## Records to use:
use rusqlite::Connection;
use triggerq_core::db::migrations::latest_version;
use triggerq_core::db::{open_db, open_db_in_memory, DbError};

#[test]
fn open_db_in_memory_applies_all_migrations() {
    let conn = open_db_in_memory().unwrap();

    assert_eq!(schema_version(&conn), latest_version());
    assert_table_exists(&conn, "questions");
    assert_table_exists(&conn, "question_history");
}

#[test]
fn opening_same_database_twice_is_idempotent() {
    let dir = tempfile::tempdir().unwrap();
    let path = dir.path().join("triggerq.db");

    let conn_first = open_db(&path).unwrap();
    assert_eq!(schema_version(&conn_first), latest_version());
    drop(conn_first);

    let conn_second = open_db(&path).unwrap();
    assert_eq!(schema_version(&conn_second), latest_version());
    assert_table_exists(&conn_second, "questions");
}

#[test]
fn opening_database_with_newer_schema_version_returns_error() {
    let dir = tempfile::tempdir().unwrap();
    let path = dir.path().join("future.db");

    let conn = Connection::open(&path).unwrap();
    conn.execute_batch("PRAGMA user_version = 999;").unwrap();
    drop(conn);

    let err = open_db(&path).unwrap_err();
    match err {
        DbError::UnsupportedSchemaVersion {
            db_version,
            latest_supported,
        } => {
            assert_eq!(db_version, 999);
            assert_eq!(latest_supported, latest_version());
        }
        other => panic!("unexpected error: {other}"),
    }
}

#[test]
fn schema_rejects_unknown_source_codes() {
    let conn = open_db_in_memory().unwrap();

    let result = conn.execute(
        "INSERT INTO questions (
            question_text, group_name, source_shorthand, version, is_active,
            created_at, updated_at
        ) VALUES ('q', 'g', 'X', 1, 1, 0, 0);",
        [],
    );
    assert!(result.is_err(), "CHECK constraint should reject code X");
}

fn schema_version(conn: &Connection) -> u32 {
    conn.query_row("PRAGMA user_version;", [], |row| row.get(0))
        .unwrap()
}

fn assert_table_exists(conn: &Connection, table_name: &str) {
    let exists: i64 = conn
        .query_row(
            "SELECT EXISTS(
                SELECT 1
                FROM sqlite_master
                WHERE type = 'table' AND name = ?1
            );",
            [table_name],
            |row| row.get(0),
        )
        .unwrap();
    assert_eq!(exists, 1, "table {table_name} does not exist");
}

## Required work:
The expected output is the lines from the one holding "fn assert_table_exists(conn: &Connection, table_name: &str)" through the last line of the data, exactly as they appear, with nothing before or after.

## Response:
fn assert_table_exists(conn: &Connection, table_name: &str) {
    let exists: i64 = conn
        .query_row(
            "SELECT EXISTS(
                SELECT 1
                FROM sqlite_master
                WHERE type = 'table' AND name = ?1
            );",
            [table_name],
            |row| row.get(0),
        )
        .unwrap();
    assert_eq!(exists, 1, "table {table_name} does not exist");
}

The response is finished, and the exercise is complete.